I believe this is a variant of the bin packing problem, and as such it is NP-hard. Your answer is essentially a variant of the first fit decreasing heuristic, which is a pretty good heuristic. That said, I believe that the following will give better results.

  • Sort each individual bucket in descending size order, using a balanced binary tree.
  • Calculate average size.
  • Sort the buckets with size less than average (the "too-small buckets") in descending size order, using a balanced binary tree.
  • Sort the buckets with size greater than average (the "too-large buckets") in order of the size of their greatest elements, using a balanced binary tree (so the bucket with {9, 1} would come first and the bucket with {8, 5} would come second).
  • Pass1: Remove the largest element from the bucket with the largest element; if this reduces its size below the average, then replace the removed element and remove the bucket from the balanced binary tree of "too-large buckets"; else place the element in the smallest bucket, and re-index the two modified buckets to reflect the new smallest bucket and the new "too-large bucket" with the largest element. Continue iterating until you've removed all of the "too-large buckets."
  • Pass2: Iterate through the "too-small buckets" from smallest to largest, and select the best-fitting elements from the largest "too-large bucket" without causing it to become a "too-small bucket;" iterate through the remaining "too-large buckets" from largest to smallest, removing the best-fitting elements from them without causing them to become "too-small buckets." Do the same for the remaining "too-small buckets." The results of this variant won't be as good as they are for the more complex variant because it won't shift buckets from the "too-large" to the "too-small" category or vice versa (hence the search space will be smaller), but this also means that it has much simpler halting conditions (simply iterate through all of the "too-small" buckets and then halt), whereas the complex variant might cause an infinite loop if you're not careful.

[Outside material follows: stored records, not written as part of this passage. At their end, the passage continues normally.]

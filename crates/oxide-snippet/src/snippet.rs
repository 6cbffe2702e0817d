//! The SQL snippet algebra.
//!
//! A [`SqlSnippet`] pairs SQL text with the parameters bound to its `?`
//! placeholders. Snippets are immutable values: every composition returns a
//! new snippet whose parameters are the operands' parameters in left-to-right
//! order, so text and parameters can never drift apart no matter how deeply
//! fragments are nested.
//!
//! # Example
//!
//! ```rust
//! use oxide_snippet::{concat, sql};
//!
//! let pagination = sql!("LIMIT ? OFFSET ?", 20, 60);
//! let query = concat([sql!("SELECT * FROM person WHERE name < ?", "zzz"), pagination]);
//!
//! assert_eq!(query.text(), "SELECT * FROM person WHERE name < ? LIMIT ? OFFSET ?");
//! assert_eq!(query.params().len(), 3);
//! ```

use std::fmt;

use crate::error::SnippetError;
use crate::scan::count_placeholders;
use crate::value::{SqlValue, ToSqlValue};

/// An immutable SQL fragment with its positionally bound parameters.
#[derive(Debug, Clone, PartialEq, Default)]
pub struct SqlSnippet {
    text: String,
    params: Vec<SqlValue>,
}

impl SqlSnippet {
    /// Creates a snippet from text and already converted parameters.
    ///
    /// The placeholder count is not checked here; see [`SqlSnippet::try_new`]
    /// and [`SqlSnippet::validate`].
    #[must_use]
    pub fn new(text: impl Into<String>, params: Vec<SqlValue>) -> Self {
        Self {
            text: text.into(),
            params,
        }
    }

    /// Creates a snippet, rejecting it if the number of placeholders in
    /// `text` differs from the number of parameters.
    pub fn try_new(text: impl Into<String>, params: Vec<SqlValue>) -> Result<Self, SnippetError> {
        let snippet = Self::new(text, params);
        snippet.validate()?;
        Ok(snippet)
    }

    /// The empty fragment.
    #[must_use]
    pub const fn empty() -> Self {
        Self {
            text: String::new(),
            params: Vec::new(),
        }
    }

    /// Returns the SQL text.
    #[must_use]
    pub fn text(&self) -> &str {
        &self.text
    }

    /// Returns the bound parameters in placeholder order.
    #[must_use]
    pub fn params(&self) -> &[SqlValue] {
        &self.params
    }

    /// Splits the snippet into its text and parameters.
    #[must_use]
    pub fn into_parts(self) -> (String, Vec<SqlValue>) {
        (self.text, self.params)
    }

    /// Returns true if the snippet has no text.
    #[must_use]
    pub fn is_empty(&self) -> bool {
        self.text.trim().is_empty()
    }

    /// Checks that the placeholder count matches the parameter count.
    pub fn validate(&self) -> Result<(), SnippetError> {
        let placeholders = count_placeholders(&self.text);
        if placeholders == self.params.len() {
            Ok(())
        } else {
            Err(SnippetError::ParamCountMismatch {
                text: self.text.clone(),
                placeholders,
                params: self.params.len(),
            })
        }
    }

    /// Returns a new snippet with `other` appended after a space.
    #[must_use]
    pub fn append(self, other: Self) -> Self {
        concat([self, other])
    }
}

impl fmt::Display for SqlSnippet {
    fn fmt(&self, f: &mut fmt::Formatter<'_>) -> fmt::Result {
        write!(f, "{} {:?}", self.text, self.params)
    }
}

impl FromIterator<SqlSnippet> for SqlSnippet {
    fn from_iter<I: IntoIterator<Item = SqlSnippet>>(iter: I) -> Self {
        concat(iter)
    }
}

impl Extend<SqlSnippet> for SqlSnippet {
    fn extend<I: IntoIterator<Item = SqlSnippet>>(&mut self, iter: I) {
        let current = std::mem::take(self);
        *self = concat(std::iter::once(current).chain(iter));
    }
}

/// Creates a snippet from literal text without parameters.
#[must_use]
pub fn sql(text: impl Into<String>) -> SqlSnippet {
    SqlSnippet::new(text, Vec::new())
}

/// Joins snippets with single spaces, keeping parameters in left-to-right
/// order. Empty snippets are skipped, which keeps the operation associative.
/// A blank snippet that still carries parameters is kept.
pub fn concat<I>(snippets: I) -> SqlSnippet
where
    I: IntoIterator<Item = SqlSnippet>,
{
    join(snippets, " ")
}

/// Joins snippets with commas. An empty input yields the empty fragment.
pub fn comma_separated<I>(snippets: I) -> SqlSnippet
where
    I: IntoIterator<Item = SqlSnippet>,
{
    join(snippets, ",")
}

fn join<I>(snippets: I, separator: &str) -> SqlSnippet
where
    I: IntoIterator<Item = SqlSnippet>,
{
    let mut text = String::new();
    let mut params = Vec::new();
    for snippet in snippets {
        if snippet.is_empty() && snippet.params.is_empty() {
            continue;
        }
        if !text.is_empty() {
            text.push_str(separator);
        }
        text.push_str(&snippet.text);
        params.extend(snippet.params);
    }
    SqlSnippet { text, params }
}

/// Creates `?,?,...` with one placeholder per value, for `VALUES (...)` or
/// `IN (...)` lists.
pub fn params<I, V>(values: I) -> SqlSnippet
where
    I: IntoIterator<Item = V>,
    V: ToSqlValue,
{
    let params: Vec<SqlValue> = values.into_iter().map(ToSqlValue::to_sql_value).collect();
    let placeholders: Vec<&str> = params.iter().map(|_| SqlValue::placeholder()).collect();
    SqlSnippet {
        text: placeholders.join(","),
        params,
    }
}

/// An incremental snippet builder.
///
/// Useful when a statement is assembled in a loop; each `append` behaves like
/// [`concat`] with the fragments collected so far.
#[derive(Debug, Default)]
pub struct SqlBuilder {
    parts: Vec<SqlSnippet>,
}

impl SqlBuilder {
    /// Creates an empty builder.
    #[must_use]
    pub const fn new() -> Self {
        Self { parts: Vec::new() }
    }

    /// Appends a snippet.
    pub fn append(&mut self, snippet: SqlSnippet) -> &mut Self {
        self.parts.push(snippet);
        self
    }

    /// Appends literal text without parameters.
    pub fn append_sql(&mut self, text: impl Into<String>) -> &mut Self {
        self.append(sql(text))
    }

    /// Returns true if nothing has been appended.
    #[must_use]
    pub fn is_empty(&self) -> bool {
        self.parts.iter().all(SqlSnippet::is_empty)
    }

    /// Builds the snippet.
    #[must_use]
    pub fn build(self) -> SqlSnippet {
        concat(self.parts)
    }
}

/// Builds a [`SqlSnippet`] from text and any number of parameters.
///
/// ```rust
/// use oxide_snippet::sql;
///
/// let s = sql!("SELECT * FROM person WHERE id = ? AND name = ?", 1_i64, "Arno");
/// assert_eq!(s.params().len(), 2);
/// ```
#[macro_export]
macro_rules! sql {
    ($text:expr $(,)?) => {
        $crate::SqlSnippet::new($text, ::std::vec::Vec::new())
    };
    ($text:expr, $($param:expr),+ $(,)?) => {
        $crate::SqlSnippet::new(
            $text,
            ::std::vec![$($crate::ToSqlValue::to_sql_value($param)),+],
        )
    };
}
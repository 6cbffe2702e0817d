//! Error types for snippet construction and value conversion.

use thiserror::Error;

use crate::value::ValueKind;

/// Errors raised while building snippets or converting values.
#[derive(Debug, Clone, PartialEq, Eq, Error)]
pub enum SnippetError {
    /// The number of `?` placeholders does not match the bound parameters.
    #[error("snippet has {placeholders} placeholder(s) but {params} parameter(s): {text}")]
    ParamCountMismatch {
        /// The offending SQL text.
        text: String,
        /// Placeholders found in the text.
        placeholders: usize,
        /// Parameters bound to the snippet.
        params: usize,
    },

    /// A value could not be converted into the requested Rust type.
    #[error("cannot convert {found} value into {expected}")]
    Conversion {
        /// The kind the target type expects.
        expected: ValueKind,
        /// The runtime type of the value.
        found: &'static str,
    },

    /// An integer does not fit the requested Rust type.
    #[error("value {value} is out of range for {target}")]
    OutOfRange {
        /// The value read.
        value: i64,
        /// The target type name.
        target: &'static str,
    },

    /// A text value could not be parsed into the requested type.
    #[error("parse error: {0}")]
    Parse(String),
}
//! Pre-fetched collections keyed by owner key.
//!
//! Provided values fill collection properties during row extraction: for
//! each owner row, the value of the owner's key column selects the
//! collection to inject. Owners without an entry keep their default.

use std::any::Any;
use std::collections::HashMap;
use std::fmt;
use std::hash::Hash;
use std::sync::Arc;

use oxide_snippet::{FromSqlValue, SqlValue, ToSqlValue, ValueKind};

use crate::beans::BeanType;
use crate::error::{MapperError, Result};

/// A normalized lookup key.
#[derive(Debug, Clone, PartialEq, Eq, Hash)]
pub enum KeyValue {
    /// Integer key.
    Int(i64),
    /// Text key.
    Text(String),
    /// Binary key.
    Blob(Vec<u8>),
}

impl KeyValue {
    /// Normalizes a column value for a key of the given kind. `NULL` has no
    /// key.
    #[must_use]
    pub fn from_sql(value: &SqlValue, kind: ValueKind) -> Option<Self> {
        let key = match (value, kind) {
            (SqlValue::Null, _) => return None,
            (SqlValue::Int(i), ValueKind::Text) => Self::Text(i.to_string()),
            (SqlValue::Int(i), _) => Self::Int(*i),
            (SqlValue::Bool(b), _) => Self::Int(i64::from(*b)),
            (SqlValue::Text(s), ValueKind::Integer | ValueKind::Boolean) => {
                s.parse().map_or_else(|_| Self::Text(s.clone()), Self::Int)
            }
            (SqlValue::Text(s), _) => Self::Text(s.clone()),
            (SqlValue::Float(f), _) => Self::Text(f.to_string()),
            (SqlValue::Blob(b), _) => Self::Blob(b.clone()),
        };
        Some(key)
    }
}

/// Collections for one property, keyed by owner key.
///
/// The owner key is read from the owner's primary key column unless the
/// values name another owner column.
pub struct ProvidedValues {
    kind: ValueKind,
    collection: BeanType,
    key_column: Option<String>,
    values: HashMap<KeyValue, Arc<dyn Any + Send + Sync>>,
}

impl fmt::Debug for ProvidedValues {
    fn fmt(&self, f: &mut fmt::Formatter<'_>) -> fmt::Result {
        f.debug_struct("ProvidedValues")
            .field("kind", &self.kind)
            .field("collection", &self.collection)
            .field("key_column", &self.key_column)
            .field("keys", &self.values.len())
            .finish()
    }
}

impl ProvidedValues {
    /// Wraps a map from owner key to collection. Entries with a `NULL` key
    /// are dropped.
    #[must_use]
    pub fn new<K, C>(values: HashMap<K, C>) -> Self
    where
        K: ToSqlValue + FromSqlValue,
        C: Send + Sync + 'static,
    {
        let values = values
            .into_iter()
            .filter_map(|(key, collection)| {
                let key = KeyValue::from_sql(&key.to_sql_value(), K::KIND)?;
                let collection: Arc<dyn Any + Send + Sync> = Arc::new(collection);
                Some((key, collection))
            })
            .collect();
        Self {
            kind: K::KIND,
            collection: BeanType::of::<C>(),
            key_column: None,
            values,
        }
    }

    pub(crate) fn from_groups<C>(kind: ValueKind, groups: HashMap<KeyValue, C>) -> Self
    where
        C: Send + Sync + 'static,
    {
        Self {
            kind,
            collection: BeanType::of::<C>(),
            key_column: None,
            values: groups
                .into_iter()
                .map(|(key, collection)| {
                    let collection: Arc<dyn Any + Send + Sync> = Arc::new(collection);
                    (key, collection)
                })
                .collect(),
        }
    }

    /// Looks owners up by `column` instead of their primary key.
    #[must_use]
    pub fn keyed_by(mut self, column: &str) -> Self {
        self.key_column = Some(column.to_owned());
        self
    }

    /// The owner column holding the lookup key, if not the primary key.
    #[must_use]
    pub fn key_column(&self) -> Option<&str> {
        self.key_column.as_deref()
    }

    /// The collection for an owner key.
    #[must_use]
    pub fn get(&self, key: &SqlValue) -> Option<Arc<dyn Any + Send + Sync>> {
        KeyValue::from_sql(key, self.kind).and_then(|key| self.values.get(&key).cloned())
    }

    /// The type of the held collections.
    #[must_use]
    pub const fn collection_type(&self) -> BeanType {
        self.collection
    }

    /// Number of owner keys.
    #[must_use]
    pub fn len(&self) -> usize {
        self.values.len()
    }

    /// Returns true if no owner has a collection.
    #[must_use]
    pub fn is_empty(&self) -> bool {
        self.values.is_empty()
    }
}

impl<K, C> From<HashMap<K, C>> for ProvidedValues
where
    K: ToSqlValue + FromSqlValue + Eq + Hash,
    C: Send + Sync + 'static,
{
    fn from(values: HashMap<K, C>) -> Self {
        Self::new(values)
    }
}

/// Provided values per property name.
#[derive(Debug, Clone, Default)]
pub struct ProvidedProperties {
    by_name: HashMap<String, Arc<ProvidedValues>>,
}

impl ProvidedProperties {
    /// Creates an empty set.
    #[must_use]
    pub fn new() -> Self {
        Self::default()
    }

    /// Adds values for a property; a property can be provided only once.
    pub fn with(mut self, property: &str, values: ProvidedValues) -> Result<Self> {
        self.insert(property, values)?;
        Ok(self)
    }

    pub(crate) fn insert(&mut self, property: &str, values: ProvidedValues) -> Result<()> {
        if self.by_name.contains_key(property) {
            return Err(MapperError::DuplicateProvidedProperty(property.to_owned()));
        }
        self.by_name.insert(property.to_owned(), Arc::new(values));
        Ok(())
    }

    /// Returns true if nothing is provided.
    #[must_use]
    pub fn is_empty(&self) -> bool {
        self.by_name.is_empty()
    }

    /// Returns true if the property has provided values.
    #[must_use]
    pub fn contains(&self, property: &str) -> bool {
        self.by_name.contains_key(property)
    }

    /// Iterates over (property, values).
    pub fn iter(&self) -> impl Iterator<Item = (&str, &Arc<ProvidedValues>)> {
        self.by_name.iter().map(|(name, values)| (name.as_str(), values))
    }
}
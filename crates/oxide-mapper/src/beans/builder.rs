//! Builder-style beans: immutable types assembled through a builder.

use std::any::TypeId;
use std::sync::Arc;

use oxide_snippet::{FromSqlValue, ToSqlValue};

use super::registry::Registrations;
use super::{
    downcast_collection, AnyBeanMetaData, BeanMetaData, BeanMetaDataRegistry, BeanProperty,
    BeanType, PropertyValue, RelationHint,
};
use crate::error::{MapperError, Result};

type BuilderSetter<B> = Arc<dyn Fn(&mut B, PropertyValue) -> Result<()> + Send + Sync>;

/// A bean without a blank instance: rows are collected into a builder,
/// and existing beans are changed through `with_*` operations.
pub trait BuilderBean: Send + Sync + Sized + 'static {
    /// The mutable builder.
    type Builder: Default;

    /// The bean's properties in declaration order.
    fn properties() -> Vec<BuilderProperty<Self>>;

    /// Completes a builder, or reports what is missing.
    fn build(builder: Self::Builder) -> std::result::Result<Self, String>;

    /// Explicit table name. `None` defers to the table-name extractor.
    #[must_use]
    fn table_name() -> Option<&'static str> {
        None
    }
}

/// A property of a builder-style bean: the bean view plus the builder setter.
pub struct BuilderProperty<T: BuilderBean> {
    property: BeanProperty<T>,
    on_builder: BuilderSetter<T::Builder>,
}

impl<T: BuilderBean> BuilderProperty<T> {
    /// A scalar property.
    #[must_use]
    pub fn scalar<V>(
        name: &str,
        get: fn(&T) -> V,
        with: fn(T, V) -> T,
        on_builder: fn(&mut T::Builder, V),
    ) -> Self
    where
        V: ToSqlValue + FromSqlValue + 'static,
    {
        let property = BeanProperty::scalar(name, get, with);
        let column = name.to_owned();
        Self {
            property,
            on_builder: Arc::new(move |builder, value| {
                on_builder(builder, super::convert::<V>(&column, value)?);
                Ok(())
            }),
        }
    }

    /// A collection of `E` beans held as `C`.
    #[must_use]
    pub fn to_many<E, C>(name: &str, with: fn(T, C) -> T, on_builder: fn(&mut T::Builder, C)) -> Self
    where
        E: 'static,
        C: Clone + Send + Sync + 'static,
    {
        let property = BeanProperty::to_many::<E, C>(name, with);
        let name = name.to_owned();
        Self {
            property,
            on_builder: Arc::new(move |builder, value| {
                on_builder(builder, downcast_collection::<T, C>(&name, value)?);
                Ok(())
            }),
        }
    }

    /// Maps the property to a column with a different name.
    #[must_use]
    pub fn with_column(mut self, column: &str) -> Self {
        self.property = self.property.with_column(column);
        self
    }

    /// Attaches a relation hint.
    #[must_use]
    pub fn with_relation(mut self, relation: RelationHint) -> Self {
        self.property = self.property.with_relation(relation);
        self
    }
}

/// Builds the metadata of a builder-style bean.
#[must_use]
pub fn builder_metadata<T: BuilderBean>() -> BeanMetaData<T>
where
    T::Builder: 'static,
{
    let (properties, setters): (Vec<_>, Vec<_>) = T::properties()
        .into_iter()
        .map(|p| (p.property, p.on_builder))
        .unzip();
    BeanMetaData::new(T::table_name(), properties, move |_, values| {
        let mut builder = T::Builder::default();
        for (index, value) in values {
            if let Some(setter) = setters.get(index) {
                setter(&mut builder, value)?;
            }
        }
        T::build(builder).map_err(|message| MapperError::BeanConstruction {
            bean: BeanType::of::<T>().short_name().to_owned(),
            message,
        })
    })
}

fn erased<T: BuilderBean>() -> Arc<dyn AnyBeanMetaData>
where
    T::Builder: 'static,
{
    Arc::new(builder_metadata::<T>())
}

/// Registry of builder-style beans.
#[derive(Debug, Default)]
pub struct BuilderBeans {
    registrations: Registrations,
}

impl BuilderBeans {
    /// Creates an empty registry.
    #[must_use]
    pub fn new() -> Self {
        Self::default()
    }

    /// Registers a bean type.
    #[must_use]
    pub fn register<T: BuilderBean>(mut self) -> Self
    where
        T::Builder: 'static,
    {
        self.registrations.add(TypeId::of::<T>(), erased::<T>);
        self
    }
}

impl BeanMetaDataRegistry for BuilderBeans {
    fn can_handle(&self, bean_type: &BeanType) -> bool {
        self.registrations.contains(bean_type)
    }

    fn bean_metadata(&self, bean_type: &BeanType) -> Result<Arc<dyn AnyBeanMetaData>> {
        self.registrations.metadata(bean_type)
    }
}

#[cfg(test)]
mod tests {
    use super::*;
    use crate::beans::metadata_for;
    use oxide_snippet::SqlValue;

    #[derive(Debug, Clone, PartialEq)]
    struct City {
        id: i64,
        name: String,
    }

    #[derive(Default)]
    struct CityBuilder {
        id: Option<i64>,
        name: Option<String>,
    }

    impl BuilderBean for City {
        type Builder = CityBuilder;

        fn properties() -> Vec<BuilderProperty<Self>> {
            vec![
                BuilderProperty::scalar("id", |c: &Self| c.id, |c, id| Self { id, ..c }, |b, v| {
                    b.id = Some(v);
                }),
                BuilderProperty::scalar(
                    "name",
                    |c: &Self| c.name.clone(),
                    |c, name| Self { name, ..c },
                    |b, v| b.name = Some(v),
                ),
            ]
        }

        fn build(builder: CityBuilder) -> std::result::Result<Self, String> {
            Ok(Self {
                id: builder.id.unwrap_or_default(),
                name: builder.name.ok_or("name is required")?,
            })
        }
    }

    #[test]
    fn test_builder_instantiation() {
        let registry = BuilderBeans::new().register::<City>();
        let metadata = metadata_for::<City>(&registry).unwrap();
        let city = metadata
            .instantiate(vec![
                (0, PropertyValue::Sql(SqlValue::Int(3))),
                (1, PropertyValue::Sql(SqlValue::Text("Graz".into()))),
            ])
            .unwrap();
        assert_eq!(
            city,
            City {
                id: 3,
                name: "Graz".into()
            }
        );
    }

    #[test]
    fn test_builder_reports_missing_values() {
        let metadata = builder_metadata::<City>();
        let err = metadata.instantiate(vec![]).unwrap_err();
        assert!(matches!(err, MapperError::BeanConstruction { message, .. } if message == "name is required"));
    }

    #[test]
    fn test_with_operation_copies() {
        let metadata = builder_metadata::<City>();
        let original = City {
            id: 1,
            name: "Linz".into(),
        };
        let changed = metadata.properties()[0]
            .set(original.clone(), PropertyValue::Sql(SqlValue::Int(2)))
            .unwrap();
        assert_eq!(changed.id, 2);
        assert_eq!(original.id, 1);
    }

    #[test]
    fn test_unregistered_type_is_not_handled() {
        let registry = BuilderBeans::new();
        assert!(!registry.can_handle(&BeanType::of::<City>()));
    }
}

The idea is that by moving the largest elements in Pass1 you make it easier to more precisely match up the buckets' sizes in Pass2. You use balanced binary trees so that you can quickly re-index the buckets or the trees of buckets after removing or adding an element, but you could use linked lists instead (the balanced binary trees would have better worst-case performance but the linked lists might have better average-case performance). By performing a best-fit instead of a first-fit in Pass2 you're less likely to perform useless moves (e.g. moving a size-10 object from a bucket that's 5 greater than average into a bucket that's 5 less than average - first fit would blindly perform the movie, best-fit would either query the next "too-large bucket" for a better-sized object or else would remove the "too-small bucket" from the bucket tree).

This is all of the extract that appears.